Copy out the data line by line exactly, from its start to the line bearing "pub fn new(root: PathBuf)", inclusive.
:::::
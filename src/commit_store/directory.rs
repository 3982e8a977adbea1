use std::{
    fs::{create_dir_all, File},
    io::ErrorKind,
    path::PathBuf,
};

use crate::{commit::Commit, commit_id::CommitId, error::Error, fsutil};

use super::CommitStore;

/// A persistent [`CommitStore`] stored in a directory,
/// with one pretty-printed JSON file named `<id>.json` per commit.
#[derive(Debug, Clone)]
pub struct DirectoryCommitStore {
    root: PathBuf,
}

impl DirectoryCommitStore {
    pub fn new(root: PathBuf) -> Result<Self, std::io::Error> {
        if !root.try_exists()? {
            log::info!("creating commit store root: {:?}", root);
            create_dir_all(&root)?;
        }
        Ok(Self { root })
    }

    fn path(&self, id: &CommitId) -> PathBuf {
        self.root.join(format!("{}.json", id))
    }
}

impl CommitStore for DirectoryCommitStore {
    fn read(&self, id: &CommitId) -> Result<Option<Commit>, Error> {
        log::debug!("reading {} from {:?}", id, self.root);
        match File::options().read(true).open(self.path(id)) {
            Ok(f) => Ok(Some(serde_json::from_reader(f)?)),
            Err(err) if err.kind() == ErrorKind::NotFound => Ok(None),
            Err(err) => Err(err.into()),
        }
    }

    fn insert(&mut self, commit: &Commit) -> Result<(), Error> {
        let id = commit.id();
        log::info!("inserting {} into {:?}", id, self.root);
        let bytes = serde_json::to_vec_pretty(commit)?;
        match fsutil::create_new(&self.path(id), &bytes) {
            Ok(()) => Ok(()),
            Err(err) if err.kind() == ErrorKind::AlreadyExists => {
                log::warn!("{} already exists in {:?}", id, self.root);
                Err(Error::WriteConflict(id.clone()))
            }
            Err(err) => Err(err.into()),
        }
    }
}

#[test]
fn test_directory_commit_store() {
    use crate::commit::Files;

    let tempdir = tempfile::tempdir().unwrap();
    let mut store = DirectoryCommitStore::new(tempdir.path().join("commits")).unwrap();
    let commit = Commit::new(
        String::from("first"),
        1_700_000_000.125,
        Files::from([(String::from("a.txt"), String::from("hi"))]),
        None,
    );
    assert_eq!(store.read(commit.id()).unwrap(), None);

    store.insert(&commit).unwrap();
    assert!(tempdir
        .path()
        .join("commits")
        .join(format!("{}.json", commit.id()))
        .is_file());
    assert_eq!(store.read(commit.id()).unwrap(), Some(commit.clone()));
}

#[test]
fn test_directory_commit_store_conflict() {
    use crate::commit::Files;

    let tempdir = tempfile::tempdir().unwrap();
    let mut store = DirectoryCommitStore::new(tempdir.path().into()).unwrap();
    let original = Commit::new(String::from("same"), 42.0, Files::new(), None);
    store.insert(&original).unwrap();

    let mut clash = original.clone();
    clash
        .files
        .insert(String::from("b.txt"), String::from("other"));
    assert!(matches!(
        store.insert(&clash),
        Err(Error::WriteConflict(id)) if &id == original.id()
    ));
    assert_eq!(store.read(original.id()).unwrap(), Some(original));
}
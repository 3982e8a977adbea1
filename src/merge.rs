use crate::{
    commit::{Commit, Files, Parent},
    error::{Error, Result},
    graph::now,
    repository::Repository,
};

/// Combines two snapshots without looking at content: every path from
/// either side is kept, and where both sides have a path the current
/// branch's version wins.
pub fn current_wins(current: &Files, target: &Files) -> Files {
    let mut merged = target.clone();
    merged.extend(current.iter().map(|(path, content)| (path.clone(), content.clone())));
    merged
}

impl Repository {
    /// Merges `branch` into the current branch with a new merge commit and
    /// moves the current branch to it. `branch` itself does not move.
    pub fn merge(&mut self, branch: &str) -> Result<Commit> {
        self.merge_at(branch, now())
    }

    /// [`Repository::merge`] with an explicit timestamp.
    pub fn merge_at(&mut self, branch: &str, timestamp: f64) -> Result<Commit> {
        let current = self.read_head()?;
        // both pointers are resolved before either is required to be non-empty
        let into_tip = self.read_branch(&current)?;
        let from_tip = self.read_branch(branch)?;
        let into_id = into_tip.ok_or_else(|| Error::EmptyBranch(current.clone()))?;
        let from_id = from_tip.ok_or_else(|| Error::EmptyBranch(branch.to_owned()))?;
        let into = self.read_commit(&into_id)?;
        let from = self.read_commit(&from_id)?;

        let files = current_wins(&into.files, &from.files);
        let commit = Commit::new(
            format!("Merge branch '{}' into '{}'", branch, current),
            timestamp,
            files,
            Some(Parent::Merge([into_id, from_id])),
        );
        self.write_commit(&commit)?;
        self.advance(&current, commit.id())?;
        log::info!("merged {} into {} as {}", branch, current, commit.id());
        Ok(commit)
    }
}

#[test]
fn test_current_wins() {
    let current = Files::from([
        (String::from("shared.txt"), String::from("ours")),
        (String::from("only-ours.txt"), String::from("a")),
    ]);
    let target = Files::from([
        (String::from("shared.txt"), String::from("theirs")),
        (String::from("only-theirs.txt"), String::from("b")),
    ]);
    let merged = current_wins(&current, &target);
    assert_eq!(
        merged,
        Files::from([
            (String::from("only-ours.txt"), String::from("a")),
            (String::from("only-theirs.txt"), String::from("b")),
            (String::from("shared.txt"), String::from("ours")),
        ])
    );
}

#[test]
fn test_merge_scenario() {
    let tempdir = tempfile::tempdir().unwrap();
    let write = |path: &str, content: &str| {
        std::fs::write(tempdir.path().join(path), content).unwrap();
    };
    let (mut repo, _) = Repository::init(tempdir.path().into()).unwrap();
    write("a.txt", "hi");
    repo.stage("a.txt").unwrap();
    let main_commit = repo.commit("first").unwrap().commit;

    repo.create_branch("feature").unwrap();
    repo.checkout("feature").unwrap();
    write("a.txt", "feature change");
    write("new.txt", "from feature");
    repo.stage("a.txt").unwrap();
    repo.stage("new.txt").unwrap();
    let feature_commit = repo.commit("feature work").unwrap().commit;

    repo.checkout("main").unwrap();
    let merged = repo.merge("feature").unwrap();

    assert_eq!(merged.files["a.txt"], "hi");
    assert_eq!(merged.files["new.txt"], "from feature");
    assert_eq!(
        merged.parent,
        Some(Parent::Merge([
            main_commit.id().clone(),
            feature_commit.id().clone()
        ]))
    );
    assert_eq!(merged.message, "Merge branch 'feature' into 'main'");
    assert_eq!(repo.read_commit(merged.id()).unwrap(), merged);
    assert_eq!(repo.read_branch("main").unwrap().as_ref(), Some(merged.id()));
    assert_eq!(
        repo.read_branch("feature").unwrap().as_ref(),
        Some(feature_commit.id())
    );

    // the merged-in side is hidden from first-parent history
    let messages: Vec<String> = repo
        .history()
        .unwrap()
        .map(|commit| commit.unwrap().message)
        .collect();
    assert_eq!(messages, [merged.message.as_str(), "first"]);
}

#[test]
fn test_merge_failures_leave_no_trace() {
    let tempdir = tempfile::tempdir().unwrap();
    let (mut repo, _) = Repository::init(tempdir.path().into()).unwrap();
    repo.create_branch("empty").unwrap();

    // a missing target is reported even while the current branch is empty
    assert!(matches!(
        repo.merge("nope"),
        Err(Error::BranchNotFound(name)) if name == "nope"
    ));
    assert!(matches!(
        repo.merge("empty"),
        Err(Error::EmptyBranch(name)) if name == "main"
    ));
    assert_eq!(
        std::fs::read_dir(repo.root().join("commits")).unwrap().count(),
        0
    );

    std::fs::write(tempdir.path().join("a.txt"), "hi").unwrap();
    repo.stage("a.txt").unwrap();
    let first = repo.commit("first").unwrap().commit;

    assert!(matches!(
        repo.merge("nope"),
        Err(Error::BranchNotFound(name)) if name == "nope"
    ));
    assert!(matches!(
        repo.merge("empty"),
        Err(Error::EmptyBranch(name)) if name == "empty"
    ));
    assert_eq!(repo.read_branch("main").unwrap().as_ref(), Some(first.id()));
    assert_eq!(repo.history().unwrap().count(), 1);
}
:::::
> **REPLY**:
filename src/commit_store/directory.rs
repository 3982e8a977adbea1
use std::{
    fs::{create_dir_all, File},
    io::ErrorKind,
    path::PathBuf,
};

use crate::{commit::Commit, commit_id::CommitId, error::Error, fsutil};

use super::CommitStore;

/// A persistent [`CommitStore`] stored in a directory,
/// with one pretty-printed JSON file named `<id>.json` per commit.
#[derive(Debug, Clone)]
pub struct DirectoryCommitStore {
    root: PathBuf,
}

impl DirectoryCommitStore {
    pub fn new(root: PathBuf) -> Result<Self, std::io::Error> {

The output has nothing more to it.